Multiparametric laryngeal assessment of the effect of thalamic deep brain stimulation on essential vocal tremor. Parkinsonism & related disorders Erickson-DiRenzo, E. n., Kuijper, F. M., Barbosa, D. A., Lim, E. A., Lin, P. T., Lising, M. A., Huang, Y. n., Sung, C. K., Halpern, C. H. 2020; 81: 106–12

Abstract

EVT is a refractory voice disorder that significantly affects quality of life. This work aims to conduct a multiparametric assessment of the effect of deep brain stimulation (DBS) of the thalamic ventral intermediate nucleus (VIM) on essential vocal tremor (EVT) and investigate the relation between DBS lead location and EVT outcomes.Nine participants underwent DBS for essential tremor and were diagnosed with co-occurring EVT in this prospective cohort study.
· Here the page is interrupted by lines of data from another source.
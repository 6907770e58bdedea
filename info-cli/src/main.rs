// Copyright 2024 stm32-ubl contributors
//
// Licensed under the Apache License, Version 2.0 (the "License");
// you may not use this file except in compliance with the License.
// You may obtain a copy of the License at
//
//     http://www.apache.org/licenses/LICENSE-2.0
//
// Unless required by applicable law or agreed to in writing, software
// distributed under the License is distributed on an "AS IS" BASIS,
// WITHOUT WARRANTIES OR CONDITIONS OF ANY KIND, either express or implied.
// See the License for the specific language governing permissions and
// limitations under the License.

#[cfg(windows)]
use std::ffi::OsString;
use std::{path::PathBuf, time::Duration};

use serial::SerialPort;
use stm32_ubl::Session;

use anyhow::{Context, Result};
use clap::{
    crate_authors, crate_version, App, AppSettings, Arg, ArgMatches,
    SubCommand,
};

mod list;

#[cfg(unix)]
const DEFAULT_PORT: &str = "/dev/ttyUSB0";
#[cfg(windows)]
const DEFAULT_PORT: &str = "COM0";

fn main() -> Result<()> {
    #[cfg(feature = "pretty-env-logger")]
    pretty_env_logger::init_custom_env("STM32_UBL_LOG");
    #[cfg(not(feature = "pretty-env-logger"))]
    env_logger::init_from_env("STM32_UBL_LOG");

    let args = cli().get_matches_safe()?;

    // Listing ports doesn't need one opened.
    if let ("list", Some(_)) = args.subcommand() {
        return list::list();
    }

    if args.subcommand_name().is_none() {
        println!("Error: Sub-command required");
        println!("{}", args.usage());
        return Ok(());
    }

    let opts = GlobalOpts::from_matches(&args)?;

    log::info!("Opening serial port `{}`", opts.port_to_string());
    log::info!("Baudrate: {}", baudrate_to_usize(opts.baudrate));
    let mut port =
        serial::SystemPort::open(&opts.port).with_context(|| {
            format!("Couldn't open serial port `{}`", opts.port_to_string())
        })?;

    let mut settings = stm32_ubl::port_settings();
    settings.baud_rate = opts.baudrate;

    port.set_timeout(opts.timeout)?;
    port.configure(&settings)?;

    let mut session = Session::new(port);

    match args.subcommand() {
        ("info", Some(_)) => info(&mut session)?,
        ("device-id", Some(_)) => {
            let id = stm32_ubl::util::read_device_id(&mut session)
                .context("Couldn't read the device ID register")?;
            println!("Device ID: 0x{:08X}", id);
        }
        ("uid", Some(_)) => {
            let uid = stm32_ubl::util::read_uid(&mut session)
                .context("Couldn't read the unique identifier block")?;
            println!("UID: {}", format_hex(&uid));
        }
        ("read", Some(m)) => read(m, &mut session)?,
        _ => unreachable!(),
    }

    Ok(())
}

/// Info subcommand: the standard bootloader command set.
fn info<P>(session: &mut Session<P>) -> Result<()>
where
    P: SerialPort,
{
    log::info!("Entering bootloader");
    session.enter().context(
        "No response from the bootloader. Ensure the device is in boot mode",
    )?;

    let version = session
        .get_version()
        .context("Couldn't read the bootloader version")?;
    println!("Bootloader version: 0x{:02X}", version);

    let chip_id = session
        .get_chip_id()
        .context("Couldn't read the chip ID")?;
    println!("Chip ID: 0x{:04X}", chip_id);

    Ok(())
}

/// Read subcommand: raw register read at an arbitrary address.
fn read<P>(matches: &ArgMatches<'_>, session: &mut Session<P>) -> Result<()>
where
    P: SerialPort,
{
    let address = parse_hex_u32(matches.value_of("address").unwrap())?;
    let length: u16 = matches
        .value_of("length")
        .unwrap()
        .parse()
        .context("Invalid length, must be a byte count, e.g.: 16")?;

    log::info!("Reading {} bytes at {:#010X}", length, address);
    let data = session
        .read_memory(address, length)
        .with_context(|| format!("Couldn't read memory at {:#010X}", address))?;

    println!("{}", format_hex(&data));

    Ok(())
}

struct GlobalOpts {
    #[cfg(unix)]
    port: PathBuf,
    #[cfg(windows)]
    port: OsString,
    baudrate: serial::BaudRate,
    timeout: Duration,
}

impl GlobalOpts {
    pub fn from_matches(args: &ArgMatches<'_>) -> Result<GlobalOpts> {
        Ok(GlobalOpts {
            #[cfg(unix)]
            port: args.value_of("port").unwrap().parse()?,
            #[cfg(windows)]
            port: OsString::from(args.value_of("port").unwrap()),
            baudrate: parse_baudrate(args.value_of("baudrate").unwrap())?,
            timeout: Duration::from_millis(
                args.value_of("timeout-ms")
                    .unwrap()
                    .parse()
                    .context("Invalid timeout, must be in milliseconds")?,
            ),
        })
    }

    pub fn port_to_string(&self) -> String {
        #[cfg(unix)]
        let port = self.port.display().to_string();
        #[cfg(windows)]
        let port = self.port.to_string_lossy().into_owned();

        port
    }
}

fn parse_baudrate(s: &str) -> Result<serial::BaudRate> {
    let baudrate = s
        .parse::<usize>()
        .context("Invalid baudrate, must be a number, e.g.: 115200")?;

    Ok(match baudrate {
        110 => serial::BaudRate::Baud110,
        300 => serial::BaudRate::Baud300,
        600 => serial::BaudRate::Baud600,
        1200 => serial::BaudRate::Baud1200,
        2400 => serial::BaudRate::Baud2400,
        4800 => serial::BaudRate::Baud4800,
        9600 => serial::BaudRate::Baud9600,
        19200 => serial::BaudRate::Baud19200,
        38400 => serial::BaudRate::Baud38400,
        57600 => serial::BaudRate::Baud57600,
        115200 => serial::BaudRate::Baud115200,
        n => serial::BaudRate::BaudOther(n),
    })
}

fn baudrate_to_usize(baudrate: serial::BaudRate) -> usize {
    match baudrate {
        serial::BaudRate::Baud110 => 110,
        serial::BaudRate::Baud300 => 300,
        serial::BaudRate::Baud600 => 600,
        serial::BaudRate::Baud1200 => 1200,
        serial::BaudRate::Baud2400 => 2400,
        serial::BaudRate::Baud4800 => 4800,
        serial::BaudRate::Baud9600 => 9600,
        serial::BaudRate::Baud19200 => 19200,
        serial::BaudRate::Baud38400 => 38400,
        serial::BaudRate::Baud57600 => 57600,
        serial::BaudRate::Baud115200 => 115200,
        serial::BaudRate::BaudOther(n) => n,
    }
}

fn parse_hex_u32(s: &str) -> Result<u32> {
    let digits = s.trim_start_matches("0x");

    u32::from_str_radix(digits, 16).context(
        "Invalid address, must be an hexadecimal number, e.g.: 0x40015800",
    )
}

fn format_hex(data: &[u8]) -> String {
    let mut out = String::with_capacity(data.len() * 2);
    for byte in data {
        out.push_str(&format!("{:02X}", byte));
    }

    out
}

fn cli() -> App<'static, 'static> {
    let app = App::new("STM32 UART Bootloader Info")
        .usage("stm32-ubl-info [OPTIONS] [SUBCOMMAND]")
        .setting(AppSettings::ColoredHelp)
        .version(crate_version!())
        .author(crate_authors!())
        .about("Reads chip information through the STM32 factory UART bootloader")
        .arg(
            opt("port", "Serial port to use")
                .short("p")
                .required(true)
                .default_value(DEFAULT_PORT)
        )
        .arg(
            opt("baudrate", "Serial port baudrate")
                .short("b")
                .required(true)
                .default_value("115200")
        )
        .arg(
            opt("timeout-ms", "Per-read timeout, in milliseconds")
                .short("t")
                .required(true)
                .default_value("1000")
        )
        .subcommand(
            SubCommand::with_name("info")
                .about("Enter the bootloader and read its version and the chip ID")
                .setting(AppSettings::ColoredHelp)
        )
        .subcommand(
            SubCommand::with_name("device-id")
                .about("Read the DBG_IDCODE register through the custom read extension")
                .setting(AppSettings::ColoredHelp)
        )
        .subcommand(
            SubCommand::with_name("uid")
                .about("Read the 16-byte unique identifier block")
                .setting(AppSettings::ColoredHelp)
        )
        .subcommand(
            SubCommand::with_name("read")
                .about("Read raw bytes from a memory address")
                .setting(AppSettings::ColoredHelp)
                .arg(
                    opt(
                        "address",
                        "Address to read from, hexadecimal, e.g.: 0x40015800"
                    )
                        .short("a")
                        .required(true)
                        .takes_value(true)
                )
                .arg(
                    opt("length", "Number of bytes to read")
                        .short("n")
                        .required(true)
                        .default_value("4")
                )
        )
        .subcommand(
            SubCommand::with_name("list")
                .about("List the serial ports available on the system")
                .setting(AppSettings::ColoredHelp)
        );

    // When double clicking the binary the binary will be paused. Useful on
    // windows, since the Console window will be closed inmediately.
    #[cfg(windows)]
    let app = app.setting(AppSettings::WaitOnError);

    app
}

fn opt(name: &'static str, help: &'static str) -> Arg<'static, 'static> {
    Arg::with_name(name).long(name).help(help)
}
Objective measurements including acoustic evaluation of vocal fundamental frequency (F0) and intensity modulation and subjective measurements including physiologic evaluation of the oscillatory movement of the laryngeal muscles and vocal tract and perceptual ratings of tremor severity were collected PRE and POST DBS. Finally, we investigated the relation between DBS lead location and EVT outcomes.Acoustic modulations of F0 and intensity were significantly improved POST DBS. Physiologic assessment showed a POST DBS reduction of oscillatory movement in the laryngeal muscles and vocal tract, but not significantly. Listener and participant perception, of EVT severity was also significantly reduced. Finally, our results indicate better EVT control with increased distance to midline of left VIM thalamic stimulation.By employing a battery of objective and subjective measures, our study supports the benefit of DBS for the treatment of EVT and specifies the acoustic and physiologic mechanisms that mediate its positive effect. We further provide preliminary results on the relation between lead location and EVT outcomes, laying the foundation for future studies to clarify the optimal DBS target for the treatment of EVT.